Siti melanjutkan, “Demikian pula dengan RHL (rehabilitasi hutan lindung), seharusnya bisa disinkronkan dengan perhutanan sosial, tapi kejadiannya lokasi usulan IPHPS harus dikurangi jika ada RHL. RHL hanyalah salah satu program pembiayaan pemulihan kawasan hutan gundul di kawasan hutan lindung, sementara IPHPS adalah skema perijinan, masak skema ijin dikalahkan oleh program pembiayaan temporatif?”
“Saat ini capaian IPHPs baru mencapai kurang lebih 26.000 hektar, lebih dari 3/4-nya Gema membantu capaian IPHPS tersebut. Jika SK perhutanan sosial IPHPS dan Kulin NKK sessi ini selesai, kami menambahkan sekitar 64.000 lagi. Coba, kurang komitmen apa Gema terhadap program Presiden dan Menteri LHK. Bahkan seluruh pembiayaan kami tanggung mandiri dengan gotong royong,” tutur Siti.
” Saya mengetahui kerjakeras Menteri Siti Nurbaya, kami tidak pernah menyangsikannya. Tapi sejak awal perhutanan sosial di Jawa dilaksanakan 2017, saya sudah menyampaikan kepada Menteri, ini momentum sejarah, jadi kami tidak akan melepaskan momentum tersebut, kami akan membuat birokrasi ibu bukan saja berjalan tapi lari untuk bisa memastikan momentum ini tidak lepas,” tutur Siti, “sayangnya birokrasi berlari namun ke arah yang berbeda dari maksud dan tujuan Presiden mau pun Menteri.”

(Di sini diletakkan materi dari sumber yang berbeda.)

#[cfg(test)]
mod tests {
    use super::*;
    use crate::core::io::test_support::small_assembly;
    use crate::core::io::traits::CombineMode;
    use std::io::Cursor;

    fn render(options: &WriteOptions) -> String {
        let mut buf = Vec::new();
        BgfFile::write_to(&small_assembly(), options, &mut buf).unwrap();
        String::from_utf8(buf).unwrap()
    }

    const ETHENE_LIKE: &str = "\
BIOGRF  200
DESCRP test
HETATM     1 C1    ETH A     1   0.00000   0.00000   0.00000 C_2    3 0  0.00000
HETATM     2 C2    ETH A     1   1.33000   0.00000   0.00000 C_2    3 0  0.00000
HETATM     3 O1    WAT B     2   5.00000   5.00000   5.00000 O_3    0 0  0.00000
CONECT     1     2
ORDER      1     2
CONECT     2     1
ORDER      2     2
END
";

    #[test]
    fn atom_records_are_eighty_columns_with_angstrom_coordinates() {
        let text = render(&WriteOptions::default());
        let atoms: Vec<&str> = text.lines().filter(|l| l.starts_with("HETATM")).collect();
        assert_eq!(atoms.len(), 8);
        for line in &atoms {
            assert_eq!(line.len(), 80);
        }
        assert_eq!(slice_and_trim(atoms[1], 30, 40), "5.00000");
        assert_eq!(slice_and_trim(atoms[2], 19, 22), "FLD");
        assert_eq!(slice_and_trim(atoms[2], 23, 24), "B");
        assert_eq!(slice_and_trim(atoms[2], 66, 69), "2");
        assert!(text.contains("CRYSTX    10.00000   10.00000   20.00000"));
        assert!(text.trim_end().ends_with("END"));
    }

    #[test]
    fn conect_records_cover_both_directions() {
        let text = render(&WriteOptions::default());
        assert!(text.contains("CONECT     3     4     5"));
        assert!(text.contains("CONECT     4     3"));
        assert!(!text.contains("ORDER"));
    }

    #[test]
    fn written_residues_read_back_as_molecules_in_nanometres() {
        let options = WriteOptions {
            combine: CombineMode::Residues,
            ..Default::default()
        };
        let molecules = BgfFile::read_from(&mut Cursor::new(render(&options))).unwrap();
        assert_eq!(molecules.len(), 4);
        let water = &molecules[3];
        assert_eq!(water.name(), "H2O");
        assert_eq!(water.len(), 3);
        assert_eq!(water.bonds().len(), 2);
        assert!((water.atoms()[0].position.z - 0.9).abs() < 1e-9);
        assert_eq!(water.atoms()[0].element, "O");
    }

    #[test]
    fn reader_applies_bond_orders_and_splits_residues() {
        let molecules = BgfFile::read_from(&mut Cursor::new(ETHENE_LIKE)).unwrap();
        assert_eq!(molecules.len(), 2);
        assert_eq!(molecules[0].name(), "ETH");
        assert_eq!(molecules[0].bonds().len(), 1);
        assert_eq!(molecules[0].bond_between(0, 1), Some(BondOrder::Double));
        assert!((molecules[0].atoms()[1].position.x - 0.133).abs() < 1e-9);
        assert_eq!(molecules[1].name(), "WAT");
        assert!(molecules[1].bonds().is_empty());
    }

    #[test]
    fn reader_rejects_short_atom_line() {
        let text = "HETATM     1 C1    ETH A     1   0.00000\n";
        let result = BgfFile::read_from(&mut Cursor::new(text));
        assert!(matches!(
            result,
            Err(BgfError::Parse {
                line: 1,
                kind: BgfParseErrorKind::LineTooShort
            })
        ));
    }

    #[test]
    fn reader_requires_atom_records() {
        let result = BgfFile::read_from(&mut Cursor::new("BIOGRF  200\nEND\n"));
        assert!(matches!(result, Err(BgfError::MissingRecord(_))));
    }

    #[test]
    fn reader_rejects_duplicate_serials() {
        let text = ETHENE_LIKE.replace("HETATM     2", "HETATM     1");
        let result = BgfFile::read_from(&mut Cursor::new(text));
        assert!(matches!(result, Err(BgfError::Inconsistency(_))));
    }

    #[test]
    fn long_residue_names_keep_column_layout() {
        assert_eq!(truncated("HEXANE", 3), "HEX");
        assert_eq!(truncated("Au", 5), "Au");
    }
}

“Saya mengingatkan, kami membantu sepenuh hati, bahkan ketika P39/2017 ini digugat di MA, kami di baris depan mendukung Kementerian. Belum pernah dalam sejarah kebijakan suatu Kementerian didukung partisipasi rakyat sedemikian rupa. Petani ke MA memberi dukungan, petani sosialisasi mandiri, mengabarkan berita gembira, pendamping sukarela memfasilitasi mandiri usulan-usulan perhutanan sosial. Eh jangan sampai, habis manis sepah dibuang, tutur Siti.

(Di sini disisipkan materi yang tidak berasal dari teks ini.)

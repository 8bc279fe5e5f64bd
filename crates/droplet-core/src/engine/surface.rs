use super::config::SurfaceSpec;
use crate::core::lattice::{LatticeError, Substrate, cubic_slab, graphene_sheet};
use tracing::debug;

/// Builds the substrate slab covering roughly `x × y` nm.
pub fn build_substrate(surface: &SurfaceSpec, x: f64, y: f64) -> Result<Substrate, LatticeError> {
    let substrate = match surface {
        SurfaceSpec::Graphene => graphene_sheet(x, y)?,
        SurfaceSpec::Custom { lattice, compound } => cubic_slab(lattice, compound, x, y)?,
    };
    debug!(
        molecules = substrate.component().len(),
        surface_height = substrate.surface_height(),
        "Built substrate."
    );
    Ok(substrate)
}
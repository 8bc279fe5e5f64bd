//! # Core Models Module
//!
//! Immutable value types describing every molecular object handled by the library.
//!
//! ## Key Components
//!
//! - [`atom`] - A named point with an element symbol
//! - [`topology`] - Bond orders and intra-molecular bonds
//! - [`molecule`] - A rigid group of atoms that moves and is removed as a unit
//! - [`component`] - A named, ordered collection of molecules (substrate or fluid)
//! - [`assembly`] - The final two-component system with its periodic box
//!
//! Every transformation returns a new value; nothing is mutated in place.
//!
//! ```ignore
//! use dropletbuilder::core::models::{atom::Atom, molecule::Molecule};
//! use nalgebra::{Point3, Vector3};
//!
//! let carbon = Molecule::single_atom("C", "C");
//! let shifted = carbon.translated(&Vector3::new(0.0, 0.0, 0.335));
//! ```

pub mod assembly;
pub mod atom;
pub mod component;
pub mod molecule;
pub mod topology;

“Birokrasi utamanya PSKL-KLHK tidak paham terhadap arah kebijakan Presiden dan Menteri. Istilahnya ‘ndableg’ sudah salah, diberitahu kalau salah malah masih mencari-cari pembenaran dengan cara-cara salah, melanggar peraturan di atasnya, dan melakukan pendekatan metodologi yang conflicting. Ya dengan berat hati kami menyampaikan mosi tidak percaya kepada Dirjen PSKL. Jika Menteri ingin program andalan Presiden ini jalan ya ganti birokrasinya, wong kemacetannya bukan di rakyat tapi di birokrasi kog. Atau sebaiknya Presiden membuat Badan Khusus Percepatan Perhutanan Sosial yang diisi oleh orang-orang dengan dedikasi tinggi dalam melaksanakan perhutanan sosial. Atau ya perhutanan sosial hanya menjadi pencitraan belaka. Dan kalau benar hanya citra, sangat disayangkan, petani hutan di Jawa ini menjadi korbannya,” pungkas Triyanto, wakil Ketua Gema Perhutanan Sosial Indonesia.

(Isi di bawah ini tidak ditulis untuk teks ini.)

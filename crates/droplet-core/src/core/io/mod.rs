//! Reading templates and writing finished assemblies.
//!
//! Writers implement [`traits::AssemblyWriter`] and share [`traits::WriteOptions`];
//! template readers implement [`traits::TemplateReader`]. Coordinates are kept in
//! nanometres everywhere except the BGF format, which stores ångströms.

pub mod bgf;
pub mod gro;
pub mod top;
pub mod traits;

use crate::core::models::assembly::Assembly;
use crate::core::models::molecule::Molecule;
use traits::CombineMode;

/// Chain identifier of the substrate in chain-aware formats.
pub const SUBSTRATE_CHAIN: char = 'A';
/// Chain identifier of the fluid in chain-aware formats.
pub const FLUID_CHAIN: char = 'B';

/// One residue entry of an output file: a run of molecules written under a
/// single residue name and number.
#[derive(Debug, Clone, Copy)]
pub(crate) struct ResidueEntry<'a> {
    pub name: &'a str,
    pub chain: char,
    pub molecules: &'a [Molecule],
}

/// Splits an assembly into residue entries, substrate first.
///
/// In [`CombineMode::All`] each non-empty component is one entry named after
/// the component; in [`CombineMode::Residues`] every molecule is its own entry.
pub(crate) fn residue_entries(assembly: &Assembly, combine: CombineMode) -> Vec<ResidueEntry<'_>> {
    let chains = [SUBSTRATE_CHAIN, FLUID_CHAIN];
    let mut entries = Vec::new();
    for (component, chain) in assembly.components().into_iter().zip(chains) {
        if component.is_empty() {
            continue;
        }
        match combine {
            CombineMode::All => entries.push(ResidueEntry {
                name: component.name(),
                chain,
                molecules: component.molecules(),
            }),
            CombineMode::Residues => {
                entries.extend(component.molecules().iter().map(|m| ResidueEntry {
                    name: m.name(),
                    chain,
                    molecules: std::slice::from_ref(m),
                }))
            }
        }
    }
    entries
}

Triyanto menagih janji Presiden akan adanya evaluasi bersama Presiden setiap 6 bulan sekali, sebagaimana disampaikan Presiden dalam pertemuan 10 Oktober 2019 lalu. Presiden menjanjikan setiap 6 bulan akan menyelenggarakan evaluasi agar diketahui hambatan-hambatan lapangan terhadap pelaksanaan perhutanan sosial. “Sudah 1 tahun setelah pertemuan, kami menagih janji. Jangan sampai karena Presiden tidak memenuhi janjinya lalu pihak-pihak pelaksana perhutanan sosial menyepelekan, nanti korbannya rakyat. Tapi kami maklum ya namanya Presiden pasti sibuk, ya kalau sibuk, kami saja lagi yang datang,”tutur Triyanto.